== TRY IT ==
The records below must be copied out completely and exactly.

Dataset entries
---------------
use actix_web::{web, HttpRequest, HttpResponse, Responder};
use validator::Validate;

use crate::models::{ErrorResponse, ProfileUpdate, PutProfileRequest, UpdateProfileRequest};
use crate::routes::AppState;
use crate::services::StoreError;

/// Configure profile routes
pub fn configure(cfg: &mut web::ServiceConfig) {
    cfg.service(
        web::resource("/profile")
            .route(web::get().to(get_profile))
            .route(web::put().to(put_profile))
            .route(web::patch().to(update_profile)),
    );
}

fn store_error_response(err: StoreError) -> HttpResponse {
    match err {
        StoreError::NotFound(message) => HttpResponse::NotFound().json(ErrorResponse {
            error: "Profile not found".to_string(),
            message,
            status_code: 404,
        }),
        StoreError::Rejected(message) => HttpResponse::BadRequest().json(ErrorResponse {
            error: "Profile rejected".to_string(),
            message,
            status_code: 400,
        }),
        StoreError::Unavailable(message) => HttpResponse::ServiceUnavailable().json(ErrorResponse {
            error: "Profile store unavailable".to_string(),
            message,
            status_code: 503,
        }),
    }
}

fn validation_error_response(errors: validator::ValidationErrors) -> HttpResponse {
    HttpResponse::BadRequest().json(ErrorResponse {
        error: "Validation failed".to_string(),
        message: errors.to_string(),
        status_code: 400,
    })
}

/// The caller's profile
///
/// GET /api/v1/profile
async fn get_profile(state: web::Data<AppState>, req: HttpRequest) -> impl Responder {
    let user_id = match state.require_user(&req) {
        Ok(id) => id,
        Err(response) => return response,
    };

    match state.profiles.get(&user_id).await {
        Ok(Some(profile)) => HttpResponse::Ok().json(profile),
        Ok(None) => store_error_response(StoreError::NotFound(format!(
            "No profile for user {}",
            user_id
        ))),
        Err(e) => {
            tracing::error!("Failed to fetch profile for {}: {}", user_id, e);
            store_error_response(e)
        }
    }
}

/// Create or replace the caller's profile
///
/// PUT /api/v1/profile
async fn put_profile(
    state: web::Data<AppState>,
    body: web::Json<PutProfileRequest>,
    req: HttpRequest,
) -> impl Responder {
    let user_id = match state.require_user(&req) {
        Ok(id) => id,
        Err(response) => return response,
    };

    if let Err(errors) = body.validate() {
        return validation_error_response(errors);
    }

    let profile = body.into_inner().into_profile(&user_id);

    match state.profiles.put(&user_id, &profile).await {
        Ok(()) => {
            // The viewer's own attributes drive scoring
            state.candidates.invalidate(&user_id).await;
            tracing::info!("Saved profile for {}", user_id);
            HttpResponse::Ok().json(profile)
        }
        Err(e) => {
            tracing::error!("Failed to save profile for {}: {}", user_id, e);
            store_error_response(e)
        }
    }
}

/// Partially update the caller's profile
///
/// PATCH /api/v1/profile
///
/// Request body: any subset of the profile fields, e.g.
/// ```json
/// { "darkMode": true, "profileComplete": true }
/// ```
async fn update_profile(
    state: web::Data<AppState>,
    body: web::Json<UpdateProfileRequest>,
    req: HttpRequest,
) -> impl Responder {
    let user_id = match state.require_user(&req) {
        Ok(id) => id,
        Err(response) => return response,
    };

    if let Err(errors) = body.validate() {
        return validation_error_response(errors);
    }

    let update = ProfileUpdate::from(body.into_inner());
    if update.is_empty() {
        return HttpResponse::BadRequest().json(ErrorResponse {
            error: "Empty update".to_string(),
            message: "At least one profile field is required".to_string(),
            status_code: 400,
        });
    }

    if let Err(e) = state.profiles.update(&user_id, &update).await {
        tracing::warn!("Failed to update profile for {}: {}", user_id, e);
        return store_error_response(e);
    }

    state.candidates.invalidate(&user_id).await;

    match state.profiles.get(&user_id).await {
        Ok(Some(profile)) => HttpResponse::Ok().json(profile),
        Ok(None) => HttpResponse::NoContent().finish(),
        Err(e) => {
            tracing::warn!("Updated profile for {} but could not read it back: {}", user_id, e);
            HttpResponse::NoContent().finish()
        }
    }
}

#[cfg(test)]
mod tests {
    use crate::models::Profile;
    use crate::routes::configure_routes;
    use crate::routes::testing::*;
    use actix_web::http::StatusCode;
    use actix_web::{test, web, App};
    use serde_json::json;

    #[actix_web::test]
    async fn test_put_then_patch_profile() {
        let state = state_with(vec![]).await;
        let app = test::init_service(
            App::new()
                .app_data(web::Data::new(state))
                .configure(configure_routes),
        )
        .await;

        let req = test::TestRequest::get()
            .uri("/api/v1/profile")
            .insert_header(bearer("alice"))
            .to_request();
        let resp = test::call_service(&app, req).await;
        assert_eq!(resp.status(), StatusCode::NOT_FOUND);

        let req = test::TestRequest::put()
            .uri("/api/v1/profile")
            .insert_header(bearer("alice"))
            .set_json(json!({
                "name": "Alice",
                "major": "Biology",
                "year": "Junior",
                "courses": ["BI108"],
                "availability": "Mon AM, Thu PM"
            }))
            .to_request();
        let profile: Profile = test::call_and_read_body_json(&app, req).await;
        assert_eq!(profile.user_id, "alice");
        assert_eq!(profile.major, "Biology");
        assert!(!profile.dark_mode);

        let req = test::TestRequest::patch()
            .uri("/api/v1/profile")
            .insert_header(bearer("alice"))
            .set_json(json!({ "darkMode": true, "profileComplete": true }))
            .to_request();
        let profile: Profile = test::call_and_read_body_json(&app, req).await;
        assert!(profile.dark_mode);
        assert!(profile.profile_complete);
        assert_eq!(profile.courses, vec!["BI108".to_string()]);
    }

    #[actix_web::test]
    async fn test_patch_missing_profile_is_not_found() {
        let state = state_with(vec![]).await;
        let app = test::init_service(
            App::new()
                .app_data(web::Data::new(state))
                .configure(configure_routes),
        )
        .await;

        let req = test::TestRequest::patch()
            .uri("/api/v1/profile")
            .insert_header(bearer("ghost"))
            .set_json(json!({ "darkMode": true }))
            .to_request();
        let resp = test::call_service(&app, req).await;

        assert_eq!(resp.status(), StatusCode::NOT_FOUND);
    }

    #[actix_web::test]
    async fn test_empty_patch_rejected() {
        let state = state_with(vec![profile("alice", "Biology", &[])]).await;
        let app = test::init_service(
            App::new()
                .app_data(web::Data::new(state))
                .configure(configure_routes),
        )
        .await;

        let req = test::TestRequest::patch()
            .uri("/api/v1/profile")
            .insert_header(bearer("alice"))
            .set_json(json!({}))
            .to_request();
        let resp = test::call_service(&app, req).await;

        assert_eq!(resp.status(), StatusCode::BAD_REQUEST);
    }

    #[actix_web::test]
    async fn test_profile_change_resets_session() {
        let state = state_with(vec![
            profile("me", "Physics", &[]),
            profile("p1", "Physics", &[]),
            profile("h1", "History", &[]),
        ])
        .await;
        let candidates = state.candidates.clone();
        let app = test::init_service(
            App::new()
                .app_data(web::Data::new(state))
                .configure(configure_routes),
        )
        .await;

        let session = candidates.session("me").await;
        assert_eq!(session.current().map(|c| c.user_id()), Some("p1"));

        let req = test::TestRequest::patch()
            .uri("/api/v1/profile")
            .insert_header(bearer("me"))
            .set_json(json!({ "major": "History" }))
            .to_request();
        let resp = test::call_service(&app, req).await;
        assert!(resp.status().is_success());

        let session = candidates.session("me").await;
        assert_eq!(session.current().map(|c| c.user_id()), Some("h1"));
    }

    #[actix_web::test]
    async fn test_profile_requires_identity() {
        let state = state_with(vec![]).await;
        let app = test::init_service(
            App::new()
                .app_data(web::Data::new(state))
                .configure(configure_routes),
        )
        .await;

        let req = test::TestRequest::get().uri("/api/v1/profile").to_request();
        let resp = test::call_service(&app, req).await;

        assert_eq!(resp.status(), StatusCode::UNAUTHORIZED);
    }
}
---------------
== OUTPUT OF THE EXERCISE ==
use actix_web::{web, HttpRequest, HttpResponse, Responder};
use validator::Validate;

use crate::models::{ErrorResponse, ProfileUpdate, PutProfileRequest, UpdateProfileRequest};
use crate::routes::AppState;
use crate::services::StoreError;

/// Configure profile routes
pub fn configure(cfg: &mut web::ServiceConfig) {
    cfg.service(
        web::resource("/profile")
            .route(web::get().to(get_profile))
            .route(web::put().to(put_profile))
            .route(web::patch().to(update_profile)),
    );
}

fn store_error_response(err: StoreError) -> HttpResponse {
    match err {
        StoreError::NotFound(message) => HttpResponse::NotFound().json(ErrorResponse {
            error: "Profile not found".to_string(),
            message,
            status_code: 404,
        }),
        StoreError::Rejected(message) => HttpResponse::BadRequest().json(ErrorResponse {
            error: "Profile rejected".to_string(),
            message,
            status_code: 400,
        }),
        StoreError::Unavailable(message) => HttpResponse::ServiceUnavailable().json(ErrorResponse {
            error: "Profile store unavailable".to_string(),
            message,
            status_code: 503,
        }),
    }
}

fn validation_error_response(errors: validator::ValidationErrors) -> HttpResponse {
    HttpResponse::BadRequest().json(ErrorResponse {
        error: "Validation failed".to_string(),
        message: errors.to_string(),
        status_code: 400,
    })
}

/// The caller's profile
///
/// GET /api/v1/profile
async fn get_profile(state: web::Data<AppState>, req: HttpRequest) -> impl Responder {
    let user_id = match state.require_user(&req) {
        Ok(id) => id,
        Err(response) => return response,
    };

    match state.profiles.get(&user_id).await {
        Ok(Some(profile)) => HttpResponse::Ok().json(profile),
        Ok(None) => store_error_response(StoreError::NotFound(format!(
            "No profile for user {}",
            user_id
        ))),
        Err(e) => {
            tracing::error!("Failed to fetch profile for {}: {}", user_id, e);
            store_error_response(e)
        }
    }
}

/// Create or replace the caller's profile
///
/// PUT /api/v1/profile
async fn put_profile(
    state: web::Data<AppState>,
    body: web::Json<PutProfileRequest>,
    req: HttpRequest,
) -> impl Responder {
    let user_id = match state.require_user(&req) {
        Ok(id) => id,
        Err(response) => return response,
    };

    if let Err(errors) = body.validate() {
        return validation_error_response(errors);
    }

    let profile = body.into_inner().into_profile(&user_id);

    match state.profiles.put(&user_id, &profile).await {
        Ok(()) => {
            // The viewer's own attributes drive scoring
            state.candidates.invalidate(&user_id).await;
            tracing::info!("Saved profile for {}", user_id);
            HttpResponse::Ok().json(profile)
        }
        Err(e) => {
            tracing::error!("Failed to save profile for {}: {}", user_id, e);
            store_error_response(e)
        }
    }
}

/// Partially update the caller's profile
///
/// PATCH /api/v1/profile
///
/// Request body: any subset of the profile fields, e.g.
/// ```json
/// { "darkMode": true, "profileComplete": true }
/// ```
async fn update_profile(
    state: web::Data<AppState>,
    body: web::Json<UpdateProfileRequest>,
    req: HttpRequest,
) -> impl Responder {
    let user_id = match state.require_user(&req) {
        Ok(id) => id,
        Err(response) => return response,
    };

    if let Err(errors) = body.validate() {
        return validation_error_response(errors);
    }

    let update = ProfileUpdate::from(body.into_inner());
    if update.is_empty() {
        return HttpResponse::BadRequest().json(ErrorResponse {
            error: "Empty update".to_string(),
            message: "At least one profile field is required".to_string(),
            status_code: 400,
        });
    }

    if let Err(e) = state.profiles.update(&user_id, &update).await {
        tracing::warn!("Failed to update profile for {}: {}", user_id, e);
        return store_error_response(e);
    }

    state.candidates.invalidate(&user_id).await;

    match state.profiles.get(&user_id).await {
        Ok(Some(profile)) => HttpResponse::Ok().json(profile),
        Ok(None) => HttpResponse::NoContent().finish(),
        Err(e) => {
            tracing::warn!("Updated profile for {} but could not read it back: {}", user_id, e);
            HttpResponse::NoContent().finish()
        }
    }
}

#[cfg(test)]
mod tests {
    use crate::models::Profile;
    use crate::routes::configure_routes;
    use crate::routes::testing::*;
    use actix_web::http::StatusCode;
    use actix_web::{test, web, App};
    use serde_json::json;

    #[actix_web::test]
    async fn test_put_then_patch_profile() {
        let state = state_with(vec![]).await;
        let app = test::init_service(
            App::new()
                .app_data(web::Data::new(state))
                .configure(configure_routes),
        )
        .await;

        let req = test::TestRequest::get()
            .uri("/api/v1/profile")
            .insert_header(bearer("alice"))
            .to_request();
        let resp = test::call_service(&app, req).await;
        assert_eq!(resp.status(), StatusCode::NOT_FOUND);

        let req = test::TestRequest::put()
            .uri("/api/v1/profile")
            .insert_header(bearer("alice"))
            .set_json(json!({
                "name": "Alice",
                "major": "Biology",
                "year": "Junior",
                "courses": ["BI108"],
                "availability": "Mon AM, Thu PM"
            }))
            .to_request();
        let profile: Profile = test::call_and_read_body_json(&app, req).await;
        assert_eq!(profile.user_id, "alice");
        assert_eq!(profile.major, "Biology");
        assert!(!profile.dark_mode);

        let req = test::TestRequest::patch()
            .uri("/api/v1/profile")
            .insert_header(bearer("alice"))
            .set_json(json!({ "darkMode": true, "profileComplete": true }))
            .to_request();
        let profile: Profile = test::call_and_read_body_json(&app, req).await;
        assert!(profile.dark_mode);
        assert!(profile.profile_complete);
        assert_eq!(profile.courses, vec!["BI108".to_string()]);
    }

    #[actix_web::test]
    async fn test_patch_missing_profile_is_not_found() {
        let state = state_with(vec![]).await;
        let app = test::init_service(
            App::new()
                .app_data(web::Data::new(state))
                .configure(configure_routes),
        )
        .await;

        let req = test::TestRequest::patch()
            .uri("/api/v1/profile")
            .insert_header(bearer("ghost"))
            .set_json(json!({ "darkMode": true }))
            .to_request();
        let resp = test::call_service(&app, req).await;

        assert_eq!(resp.status(), StatusCode::NOT_FOUND);
    }

    #[actix_web::test]
    async fn test_empty_patch_rejected() {
        let state = state_with(vec![profile("alice", "Biology", &[])]).await;
        let app = test::init_service(
            App::new()
                .app_data(web::Data::new(state))
                .configure(configure_routes),
        )
        .await;

        let req = test::TestRequest::patch()
            .uri("/api/v1/profile")
            .insert_header(bearer("alice"))
            .set_json(json!({}))
            .to_request();
        let resp = test::call_service(&app, req).await;

        assert_eq!(resp.status(), StatusCode::BAD_REQUEST);
    }

    #[actix_web::test]
    async fn test_profile_change_resets_session() {
        let state = state_with(vec![
            profile("me", "Physics", &[]),
            profile("p1", "Physics", &[]),
            profile("h1", "History", &[]),
        ])
        .await;
        let candidates = state.candidates.clone();
        let app = test::init_service(
            App::new()
                .app_data(web::Data::new(state))
                .configure(configure_routes),
        )
        .await;

        let session = candidates.session("me").await;
        assert_eq!(session.current().map(|c| c.user_id()), Some("p1"));

        let req = test::TestRequest::patch()
            .uri("/api/v1/profile")
            .insert_header(bearer("me"))
            .set_json(json!({ "major": "History" }))
            .to_request();
        let resp = test::call_service(&app, req).await;
        assert!(resp.status().is_success());

        let session = candidates.session("me").await;
        assert_eq!(session.current().map(|c| c.user_id()), Some("h1"));
    }

    #[actix_web::test]
    async fn test_profile_requires_identity() {
        let state = state_with(vec![]).await;
        let app = test::init_service(
            App::new()
                .app_data(web::Data::new(state))
                .configure(configure_routes),
        )
        .await;

        let req = test::TestRequest::get().uri("/api/v1/profile").to_request();
        let resp = test::call_service(&app, req).await;

        assert_eq!(resp.status(), StatusCode::UNAUTHORIZED);
    }
}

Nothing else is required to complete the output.